If the temperature of the compressor 31 is appropriate for the pattern of Fig. 5B, the operation is started at the starting frequency f1 and maintained at a constant speed at the intermediate frequency f3 for a predetermined time tl. The device 40 goes to the set frequency f2 determined by the means 40 and performs normal operation.

In addition, if the temperature of the compressor 31 is appropriate for the pattern of Fig. 5C, the operation starts at the starting frequency fl and is maintained at a constant speed at the intermediate frequency f3 for a predetermined time. After rising to f4) and increasing the circulation amount of the refrigerant for a while, the control unit 40 goes to the set frequency f2 determined by the control unit 40 to perform normal operation.

In addition, if the temperature of the compressor 31 is appropriate for the pattern of Fig. 5D, the operation starts at the starting frequency fl, is maintained at a constant speed at the intermediate frequency f3, and then the higher frequency ( After rising to f4) to increase the circulation amount of the refrigerant for a while, it is lowered to the intermediate frequency f3 and operated, and then to the higher frequency f4 to increase the circulation amount of the refrigerant again, and then the control means 40 Go to the set frequency (f2) determined in) and perform normal operation.

Meanwhile, in the present invention, a plurality of holding frequencies may be set in addition to the holding frequencies f3 and f4 of FIGS. 5A to 5D to increase or decrease the operating frequency, and the holding time or the frequency value of the holding frequency may be changed. May be controlled in real time by the control means 40, or may be input and operated in a pattern preset by the product developer.

Thus, when applied to the compressor 31 of the air-conditioning combined capacity variable air conditioner, the lubrication reliability of the lubricant of the compressor 31 becomes high compared with the operation in the prior art.

The test result of lubrication reliability is that the sight glass which can see the inside is attached to the lower part of the compressor 31 where the lubricating oil is collected and the amount of lubricating oil is measured by starting time. There exists a time to descend | fall to Z plane or less, and the comparison result is as shown in FIG.

FIG. 6 is a diagram showing the amount of lubricating oil present in the compressor 31 when the compressor 31 is started by applying the starting patterns of FIGS. 5B and 5D. It should be greater than or equal to the Z plane, (D) the starting pattern may be that the amount of lubricating oil present in the compressor 31 is less than the (B) starting pattern.

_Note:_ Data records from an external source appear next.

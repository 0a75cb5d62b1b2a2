use std::fmt;

use serde::{Deserialize, Serialize};

/// Identity of a chat conversation as issued by the chat transport.
#[derive(Clone, Copy, Debug, PartialEq, Eq, Hash, PartialOrd, Ord, Serialize, Deserialize)]
pub struct ChatId(pub i64);

impl fmt::Display for ChatId {
    fn fmt(&self, f: &mut fmt::Formatter<'_>) -> fmt::Result {
        write!(f, "{}", self.0)
    }
}

impl From<i64> for ChatId {
    fn from(value: i64) -> Self {
        Self(value)
    }
}
#[derive(Clone, Debug)]
pub struct ErpConfig {
    pub base_url: String,
    pub user_id: String,
    pub password: SecretString,
    pub license_token: SecretString,
    pub timeout_secs: u64,
    pub debtor_type: String,
}

#[derive(Clone, Debug)]
pub struct TelegramConfig {
    pub bot_token: SecretString,
    pub api_base_url: String,
    pub poll_timeout_secs: u64,
}

#[derive(Clone, Debug)]
pub struct LlmConfig {
    pub provider: LlmProvider,
    pub api_key: Option<SecretString>,
    pub base_url: Option<String>,
    pub model: String,
    pub timeout_secs: u64,
}

#[derive(Clone, Debug)]
pub struct ServerConfig {
    pub bind_address: String,
    pub health_check_port: u16,
    pub graceful_shutdown_secs: u64,
}

#[derive(Clone, Debug)]
pub struct LoggingConfig {
    pub level: String,
    pub format: LogFormat,
}

#[derive(Clone, Copy, Debug, PartialEq, Eq, Serialize, Deserialize)]
#[serde(rename_all = "snake_case")]
pub enum LlmProvider {
    OpenAi,
    Ollama,
}

#[derive(Clone, Copy, Debug, PartialEq, Eq, Serialize, Deserialize)]
#[serde(rename_all = "snake_case")]
pub enum LogFormat {
    Compact,
    Pretty,
    Json,
}

#[derive(Clone, Debug, Default)]
pub struct ConfigOverrides {
    pub erp_base_url: Option<String>,
    pub erp_user_id: Option<String>,
    pub erp_password: Option<String>,
    pub erp_license_token: Option<String>,
    pub telegram_bot_token: Option<String>,
    pub log_level: Option<String>,
    pub llm_provider: Option<LlmProvider>,
    pub llm_model: Option<String>,
    pub llm_base_url: Option<String>,
}

#[derive(Clone, Debug, Default)]
pub struct LoadOptions {
    pub config_path: Option<PathBuf>,
    pub require_file: bool,
    pub overrides: ConfigOverrides,
}

#[derive(Debug, Error)]
pub enum ConfigError {
    #[error("could not read config file `{path}`: {source}")]
    ReadFile { path: PathBuf, source: std::io::Error },
    #[error("could not parse config file `{path}`: {source}")]
    ParseFile { path: PathBuf, source: toml::de::Error },
    #[error("required config file was not found: `{0}`")]
    MissingConfigFile(PathBuf),
    #[error("environment variable interpolation failed for `{var}`")]
    MissingEnvInterpolation { var: String },
    #[error("unterminated environment interpolation expression")]
    UnterminatedInterpolation,
    #[error("invalid environment override for `{key}`: `{value}`")]
    InvalidEnvOverride { key: String, value: String },
    #[error("configuration validation failed: {0}")]
    Validation(String),
}

impl Default for AppConfig {
    fn default() -> Self {
        Self {
            erp: ErpConfig {
                base_url: "http://localhost:8015".to_string(),
                user_id: "ADMIN".to_string(),
                password: secret_value("ADMIN".to_string()),
                license_token: String::new().into(),
                timeout_secs: 10,
                debtor_type: "G01-A".to_string(),
            },
            telegram: TelegramConfig {
                bot_token: String::new().into(),
                api_base_url: "https://api.telegram.org".to_string(),
                poll_timeout_secs: 30,
            },
            llm: LlmConfig {
                provider: LlmProvider::Ollama,
                api_key: None,
                base_url: Some("http://localhost:11434".to_string()),
                model: "deepseek-r1:8b".to_string(),
                timeout_secs: 60,
            },
            server: ServerConfig {
                bind_address: "127.0.0.1".to_string(),
                health_check_port: 8080,
                graceful_shutdown_secs: 15,
            },
            logging: LoggingConfig { level: "info".to_string(), format: LogFormat::Compact },
        }
    }
}

fn secret_value(value: String) -> SecretString {
    value.into()
}

impl std::str::FromStr for LlmProvider {
    type Err = ConfigError;

    fn from_str(value: &str) -> Result<Self, Self::Err> {
        match value.trim().to_ascii_lowercase().as_str() {
            "openai" | "open_ai" => Ok(Self::OpenAi),
            "ollama" => Ok(Self::Ollama),
            other => Err(ConfigError::Validation(format!(
                "unsupported llm provider `{other}` (expected openai|ollama)"
            ))),
        }
    }
}

impl std::str::FromStr for LogFormat {
    type Err = ConfigError;

    fn from_str(value: &str) -> Result<Self, Self::Err> {
        match value.trim().to_ascii_lowercase().as_str() {
            "compact" => Ok(Self::Compact),
            "pretty" => Ok(Self::Pretty),
            "json" => Ok(Self::Json),
            other => Err(ConfigError::Validation(format!(
                "unsupported log format `{other}` (expected compact|pretty|json)"
            ))),
        }
    }
}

As described above, according to the compressor control apparatus of the air conditioner according to the present invention, after the compressor is prevented for a long time at a low temperature below zero, the lubrication problem caused by the rapid increase in the rotational speed of the compressor is solved when the air conditioner is operated. Therefore, there is an effect that can satisfy the needs of users who expect fast heating operation.

Claims (3)

A converter means for converting AC input power supplied from an AC power source into a DC power source; an inverter means for receiving a DC power converted from the converter means and converting the AC power into a three-phase AC power of a desired frequency; and 3 outputted from the inverter means. In an air conditioner composed of a compressor rotating by a phase AC power source, Temperature sensing means for sensing outdoor temperature; And a control means for varying the operating frequency of the compressor before the temperature rises from the starting frequency to the set frequency so that the amount of the compressor lubricant increases when the outdoor temperature sensed by the temperature sensing means starts the compressor at low temperature. Compressor control device of the air conditioner. The compressor control of the air conditioner according to claim 1, wherein the control means stores a start pattern of the compressor in which at least one sustain frequency region is set for a predetermined time between a start frequency and a set frequency. Device. The compressor control apparatus according to claim 1 or 2, wherein the control means controls the holding time or the frequency value of the holding frequency according to the outdoor temperature.